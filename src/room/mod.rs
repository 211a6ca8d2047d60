pub mod manager;
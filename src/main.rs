use std::sync::Arc;

use axum::http::{header, Method};
use axum::{routing::get, Router};
use tower_http::cors::{Any, CorsLayer};
use tower_http::trace::TraceLayer;

mod config;
mod game;
mod room;
mod telemetry;
mod util;
mod ws;

use crate::room::manager::RoomRegistry;

#[derive(Clone)]
pub struct AppState {
    pub registry: Arc<RoomRegistry>,
}

async fn healthz() -> &'static str {
    "ok"
}

#[tokio::main]
async fn main() -> anyhow::Result<()> {
    telemetry::init();

    let state = AppState {
        registry: Arc::new(RoomRegistry::new()),
    };

    let app = Router::new()
        .route("/healthz", get(healthz))
        .route("/ws", get(ws::connection::ws_handler))
        .layer(
            CorsLayer::new()
                .allow_methods([Method::GET, Method::POST])
                .allow_headers([header::CONTENT_TYPE])
                .allow_origin(Any),
        )
        .layer(TraceLayer::new_for_http())
        .with_state(state);

    let addr = config::server_addr();
    tracing::info!(%addr, "listening");
    let listener = tokio::net::TcpListener::bind(addr).await?;
    axum::serve(listener, app).await?;
    Ok(())
}
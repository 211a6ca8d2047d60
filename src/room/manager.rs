//! Registry of rooms and per-room fan-out.

use std::collections::HashMap;
use std::sync::Arc;

use dashmap::DashMap;
use parking_lot::{Mutex, MutexGuard};
use tokio::sync::mpsc::UnboundedSender;

use crate::game::session::{GameSession, PlayerId};
use crate::util::id::new_room_id;
use crate::ws::protocol::ServerToClient;

/// One game room: the session state plus the outbound channel of every
/// connected member. The two are locked separately so game logic stays
/// testable without any sockets attached.
pub struct Room {
    pub id: String,
    game: Mutex<GameSession>,
    conns: Mutex<HashMap<PlayerId, UnboundedSender<ServerToClient>>>,
}

impl Room {
    pub fn game(&self) -> MutexGuard<'_, GameSession> {
        self.game.lock()
    }

    pub fn attach(&self, id: PlayerId, tx: UnboundedSender<ServerToClient>) {
        self.conns.lock().insert(id, tx);
    }

    pub fn detach(&self, id: PlayerId) {
        self.conns.lock().remove(&id);
    }

    /// Send to every member of the room.
    pub fn broadcast(&self, msg: &ServerToClient) {
        for tx in self.conns.lock().values() {
            let _ = tx.send(msg.clone());
        }
    }

    /// Send to every member except `skip` (e.g. the acting player, who
    /// gets a richer private message instead).
    pub fn broadcast_except(&self, skip: PlayerId, msg: &ServerToClient) {
        for (id, tx) in self.conns.lock().iter() {
            if *id != skip {
                let _ = tx.send(msg.clone());
            }
        }
    }

    /// Send to a single member, dropping the message if they are gone.
    pub fn send_to(&self, id: PlayerId, msg: &ServerToClient) {
        if let Some(tx) = self.conns.lock().get(&id) {
            let _ = tx.send(msg.clone());
        }
    }
}

/// Owned store of room-id → room, injected into the dispatcher.
#[derive(Default)]
pub struct RoomRegistry {
    rooms: DashMap<String, Arc<Room>>,
}

impl RoomRegistry {
    pub fn new() -> Self {
        Self {
            rooms: DashMap::new(),
        }
    }

    /// Insert a fresh room around `game` under a new short id. Ids are
    /// random base36 and not globally unique; retry instead of clobbering
    /// an existing room on the rare collision.
    pub fn create(&self, game: GameSession) -> Arc<Room> {
        let id = loop {
            let candidate = new_room_id();
            if !self.rooms.contains_key(&candidate) {
                break candidate;
            }
        };
        let room = Arc::new(Room {
            id: id.clone(),
            game: Mutex::new(game),
            conns: Mutex::new(HashMap::new()),
        });
        self.rooms.insert(id, room.clone());
        room
    }

    pub fn get(&self, id: &str) -> Option<Arc<Room>> {
        self.rooms.get(id).map(|r| r.clone())
    }

    pub fn remove(&self, id: &str) {
        self.rooms.remove(id);
    }

    #[cfg(test)]
    pub fn len(&self) -> usize {
        self.rooms.len()
    }
}

#[cfg(test)]
mod tests {
    use super::*;
    use ulid::Ulid;

    #[test]
    fn create_get_remove_roundtrip() {
        let registry = RoomRegistry::new();
        let host = Ulid::new();
        let room = registry.create(GameSession::new(host));

        assert_eq!(room.id.len(), 6);
        let found = registry.get(&room.id).expect("room is registered");
        assert!(Arc::ptr_eq(&room, &found));

        registry.remove(&room.id);
        assert!(registry.get(&room.id).is_none());
        assert_eq!(registry.len(), 0);
    }

    #[test]
    fn detached_members_stop_receiving() {
        let registry = RoomRegistry::new();
        let host = Ulid::new();
        let room = registry.create(GameSession::new(host));

        let (tx, mut rx) = tokio::sync::mpsc::unbounded_channel();
        room.attach(host, tx);
        room.broadcast(&ServerToClient::Error {
            message: "ping".into(),
        });
        assert!(rx.try_recv().is_ok());

        room.detach(host);
        room.broadcast(&ServerToClient::Error {
            message: "ping".into(),
        });
        assert!(rx.try_recv().is_err());
    }
}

(Try it)
Look over the material above and show each line where "RoomRegistry" appears.

(Answer section)
use crate::room::manager::RoomRegistry;
    pub registry: Arc<RoomRegistry>,
        registry: Arc::new(RoomRegistry::new()),
pub struct RoomRegistry {
impl RoomRegistry {
        let registry = RoomRegistry::new();
        let registry = RoomRegistry::new();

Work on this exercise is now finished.